→ **Collected data entries**
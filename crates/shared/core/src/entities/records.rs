//! Signal-provider records consumed once per interval

use rust_decimal::Decimal;
use serde::{Deserialize, Serialize};
use std::collections::BTreeMap;

use crate::values::{Ratio, Timestamp};

/// Institutional-ownership snapshot for one instrument
#[derive(Debug, Clone, PartialEq, Serialize, Deserialize)]
pub struct OwnershipRecord {
    pub as_of: Timestamp,
    /// Percentage of shares held by institutions, 0..=100
    pub ownership_pct: Ratio,
}

/// Social-sentiment record with one or more named sub-scores
/// (e.g. `twitter`, `stocktwits`)
#[derive(Debug, Clone, PartialEq, Serialize, Deserialize)]
pub struct SentimentRecord {
    pub as_of: Timestamp,
    #[serde(default)]
    pub sub_scores: BTreeMap<String, Ratio>,
}

impl SentimentRecord {
    pub fn new(as_of: Timestamp) -> Self {
        Self {
            as_of,
            sub_scores: BTreeMap::new(),
        }
    }

    pub fn with_score(mut self, source: impl Into<String>, score: Ratio) -> Self {
        self.sub_scores.insert(source.into(), score);
        self
    }

    /// Mean of all sub-scores, `None` if the record carries none
    pub fn average(&self) -> Option<Ratio> {
        if self.sub_scores.is_empty() {
            return None;
        }
        let sum: Decimal = self.sub_scores.values().sum();
        Some(sum / Decimal::from(self.sub_scores.len()))
    }
}

/// Fundamental ratios; either field may be absent in the upstream feed
#[derive(Debug, Clone, PartialEq, Serialize, Deserialize)]
pub struct FundamentalRatios {
    pub as_of: Timestamp,
    #[serde(default)]
    pub debt_equity_ratio: Option<Ratio>,
    /// Representation (fraction vs percent) follows the provider
    #[serde(default)]
    pub return_on_equity: Option<Ratio>,
}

→ **PROBLEM**
Copy out the lines above with "struct" in them.

→ **FINISHED EXERCISE**
pub struct OwnershipRecord {
pub struct SentimentRecord {
pub struct FundamentalRatios {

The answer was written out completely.